Des promesses à tenir et des miles à parcourir avant de revivre

Fraîchement rejeté du projet Ant-Man par l'écurie Marvel, Edgar Wright s'est lové dans l'un de ses amours majeurs de cinéma, The Driver de Walter Hill, pour enfin donner naissance à un projet vieux de plus de vingt ans : Baby Driver, oeuvre-cure et film-somme où le cinéaste s'accapare le genre tellement cinégénique du braquage pour débrider le frénétisme de son dispositif et déchaîner les passions.


Comme moteur, Wright décide d'embrasser tête baissée les poncifs du genre dans un scénario tout à fait classique, nourri au trauma d'enfance, à la malédiction de l'ultime coup et à la romance rédemptrice. Pas de dérision ni de fioritures préméditées, l'auteur prend son sujet au sérieux. Tellement que la violence du dernier acte, à rebours, explose et nous prend à la gorge... L'intelligence grisante du bonhomme, c'est surtout de se cacher sous le capot pour bidouiller ce moteur relativement classique et installer l'unique élément qui va transcender toute la carrosserie : la musique.


Derrière le titre Baby Driver se cache la chanson éponyme de Simon & Garfunkel, indice premier d'un film guidé de la première à la dernière minute par la musique, dans son scénario, son mixage et son montage.
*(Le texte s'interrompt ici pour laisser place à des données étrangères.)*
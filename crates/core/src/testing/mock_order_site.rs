//! Mock order site and session for testing.

use std::collections::{HashMap, HashSet, VecDeque};
use std::sync::atomic::{AtomicBool, AtomicUsize, Ordering};
use std::sync::{Arc, Mutex};
use std::time::Duration;

use async_trait::async_trait;

use crate::driver::{
    CartSummary, DriverError, OrderConfirmation, OrderLine, OrderSession, OrderSite,
    PaymentInstruction,
};
use crate::store::{AccountCredential, Address};
use crate::workflow::{StepName, StepOutcome};

/// Scripted behavior copied into every session.
#[derive(Debug, Clone)]
struct SessionScript {
    failures: HashMap<StepName, VecDeque<StepOutcome<()>>>,
    hangs: HashSet<StepName>,
    cart_total: f64,
    step_delay: Duration,
}

impl Default for SessionScript {
    fn default() -> Self {
        Self {
            failures: HashMap::new(),
            hangs: HashSet::new(),
            cart_total: 499.0,
            step_delay: Duration::ZERO,
        }
    }
}

/// Session bookkeeping shared between a site and its sessions.
#[derive(Debug, Default)]
struct SiteStats {
    opened: AtomicUsize,
    closed: AtomicUsize,
    active: AtomicUsize,
    peak: AtomicUsize,
    per_account: Mutex<HashMap<u64, usize>>,
    overlap: AtomicBool,
    orders: AtomicUsize,
}

impl SiteStats {
    fn session_opened(&self, account_id: u64) {
        self.opened.fetch_add(1, Ordering::SeqCst);
        let active = self.active.fetch_add(1, Ordering::SeqCst) + 1;
        self.peak.fetch_max(active, Ordering::SeqCst);

        let mut per_account = self.per_account.lock().unwrap();
        let count = per_account.entry(account_id).or_insert(0);
        *count += 1;
        if *count > 1 {
            self.overlap.store(true, Ordering::SeqCst);
        }
    }

    fn session_dropped(&self, account_id: u64) {
        self.active.fetch_sub(1, Ordering::SeqCst);
        let mut per_account = self.per_account.lock().unwrap();
        if let Some(count) = per_account.get_mut(&account_id) {
            *count = count.saturating_sub(1);
        }
    }
}

/// Mock implementation of the OrderSite trait.
///
/// Every session follows the same script: steps succeed unless a failure
/// sequence was queued for them, and the cart total is fixed.
///
/// # Example
///
/// ```rust,ignore
/// let site = MockOrderSite::new().fail_step(
///     StepName::CartPopulate,
///     vec![StepOutcome::Retryable("bag not loaded".into()); 2],
/// );
///
/// // ... run an order batch ...
///
/// assert_eq!(site.sessions_opened(), 3);
/// assert!(!site.account_overlap_detected());
/// ```
#[derive(Debug, Default)]
pub struct MockOrderSite {
    script: SessionScript,
    expired_accounts: HashSet<u64>,
    open_error: Option<DriverError>,
    stats: Arc<SiteStats>,
}

impl MockOrderSite {
    pub fn new() -> Self {
        Self::default()
    }

    pub fn with_cart_total(mut self, total: f64) -> Self {
        self.script.cart_total = total;
        self
    }

    /// Queue outcomes returned by `step` before it succeeds, in every session.
    pub fn fail_step(mut self, step: StepName, outcomes: Vec<StepOutcome<()>>) -> Self {
        self.script.failures.insert(step, outcomes.into());
        self
    }

    /// `step` never completes.
    pub fn hang_step(mut self, step: StepName) -> Self {
        self.script.hangs.insert(step);
        self
    }

    pub fn with_step_delay(mut self, delay: Duration) -> Self {
        self.script.step_delay = delay;
        self
    }

    /// Authentication reports an expired session for this account.
    pub fn expire_account(mut self, account_id: u64) -> Self {
        self.expired_accounts.insert(account_id);
        self
    }

    /// Opening any session fails with this error.
    pub fn fail_open(mut self, error: DriverError) -> Self {
        self.open_error = Some(error);
        self
    }

    pub fn sessions_opened(&self) -> usize {
        self.stats.opened.load(Ordering::SeqCst)
    }

    pub fn sessions_closed(&self) -> usize {
        self.stats.closed.load(Ordering::SeqCst)
    }

    pub fn active_sessions(&self) -> usize {
        self.stats.active.load(Ordering::SeqCst)
    }

    /// Highest number of sessions open at once.
    pub fn peak_sessions(&self) -> usize {
        self.stats.peak.load(Ordering::SeqCst)
    }

    /// True if one account ever had two sessions open at the same time.
    pub fn account_overlap_detected(&self) -> bool {
        self.stats.overlap.load(Ordering::SeqCst)
    }

    pub fn orders_placed(&self) -> usize {
        self.stats.orders.load(Ordering::SeqCst)
    }
}

#[async_trait]
impl OrderSite for MockOrderSite {
    async fn open_session(
        &self,
        credential: &AccountCredential,
    ) -> Result<Box<dyn OrderSession>, DriverError> {
        if let Some(error) = &self.open_error {
            return Err(error.clone());
        }

        let mut script = self.script.clone();
        if self.expired_accounts.contains(&credential.account_id) {
            script.failures.insert(
                StepName::Init,
                VecDeque::from(vec![StepOutcome::SessionExpired(
                    "redirected to login".to_string(),
                )]),
            );
        }

        self.stats.session_opened(credential.account_id);
        Ok(Box::new(MockOrderSession {
            account_id: credential.account_id,
            script,
            attempts: HashMap::new(),
            stats: Some(Arc::clone(&self.stats)),
            closed: false,
        }))
    }
}

/// Scripted order session.
///
/// Usable on its own for workflow tests, or handed out by [`MockOrderSite`].
#[derive(Debug)]
pub struct MockOrderSession {
    account_id: u64,
    script: SessionScript,
    attempts: HashMap<StepName, u32>,
    stats: Option<Arc<SiteStats>>,
    closed: bool,
}

impl Default for MockOrderSession {
    fn default() -> Self {
        Self::new()
    }
}

impl MockOrderSession {
    pub fn new() -> Self {
        Self {
            account_id: 1,
            script: SessionScript::default(),
            attempts: HashMap::new(),
            stats: None,
            closed: false,
        }
    }

    pub fn with_cart_total(mut self, total: f64) -> Self {
        self.script.cart_total = total;
        self
    }

    pub fn fail_step(mut self, step: StepName, outcomes: Vec<StepOutcome<()>>) -> Self {
        self.script.failures.insert(step, outcomes.into());
        self
    }

    pub fn hang_step(mut self, step: StepName) -> Self {
        self.script.hangs.insert(step);
        self
    }

    /// Attempts made so far for `step`.
    pub fn attempts(&self, step: StepName) -> u32 {
        self.attempts.get(&step).copied().unwrap_or(0)
    }

    pub fn is_closed(&self) -> bool {
        self.closed
    }

    async fn next(&mut self, step: StepName) -> StepOutcome<()> {
        *self.attempts.entry(step).or_insert(0) += 1;

        if self.script.hangs.contains(&step) {
            std::future::pending::<()>().await;
        }
        if !self.script.step_delay.is_zero() {
            tokio::time::sleep(self.script.step_delay).await;
        }

        self.script
            .failures
            .get_mut(&step)
            .and_then(|queue| queue.pop_front())
            .unwrap_or(StepOutcome::Success(()))
    }
}

impl Drop for MockOrderSession {
    fn drop(&mut self) {
        if let Some(stats) = &self.stats {
            stats.session_dropped(self.account_id);
        }
    }
}

#[async_trait]
impl OrderSession for MockOrderSession {
    async fn authenticate(&mut self) -> StepOutcome<()> {
        self.next(StepName::Init).await
    }

    async fn select_address(&mut self, _address: &Address) -> StepOutcome<()> {
        self.next(StepName::AddressSelect).await
    }

    async fn populate_cart(&mut self, lines: &[OrderLine]) -> StepOutcome<CartSummary> {
        let total = self.script.cart_total;
        let item_count = lines.iter().map(|l| l.quantity).sum();
        self.next(StepName::CartPopulate)
            .await
            .map(|_| CartSummary { total, item_count })
    }

    async fn checkout(&mut self, _payment: &PaymentInstruction) -> StepOutcome<OrderConfirmation> {
        let total = self.script.cart_total;
        let outcome = self.next(StepName::Checkout).await;
        let sequence = match &self.stats {
            Some(stats) if matches!(outcome, StepOutcome::Success(_)) => {
                stats.orders.fetch_add(1, Ordering::SeqCst) + 1
            }
            _ => 1,
        };
        let account_id = self.account_id;
        outcome.map(|_| OrderConfirmation {
            order_number: format!("ORD-{}-{}", account_id, sequence),
            total,
        })
    }

    async fn capture_diagnostics(&mut self, step: &str) -> Option<String> {
        Some(format!("diagnostics/{}.png", step))
    }

    async fn close(&mut self) {
        if !self.closed {
            self.closed = true;
            if let Some(stats) = &self.stats {
                stats.closed.fetch_add(1, Ordering::SeqCst);
            }
        }
    }
}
Le Quatrième Art devient ici l'ADN du Septième, guidé au volant par ses claquements de doigts. Le tempo dont use ici Wright est d'une folie et d'une maîtrise incroyable : la majeure partie du film, le personnage de Baby et son environnement interagit en parfaite adéquation avec la musique qu'il écoute, appartenant systématiquement à la diégèse. Un geste, un claquement de porte, un coup de feu, une ligne de dialogue, tout est sublimé par l'art du découpage en osmose avec la chanson utilisée. Seule celle-ci invoque la cohérence du récit et des actes, par le prisme d'une subjectivité double, celle du protagoniste principale et celle du cinéaste. Comme dans une comédie musicale, Wright empoigne le levier de ces fulgurances pour un spectacle total et des émotions exaltées.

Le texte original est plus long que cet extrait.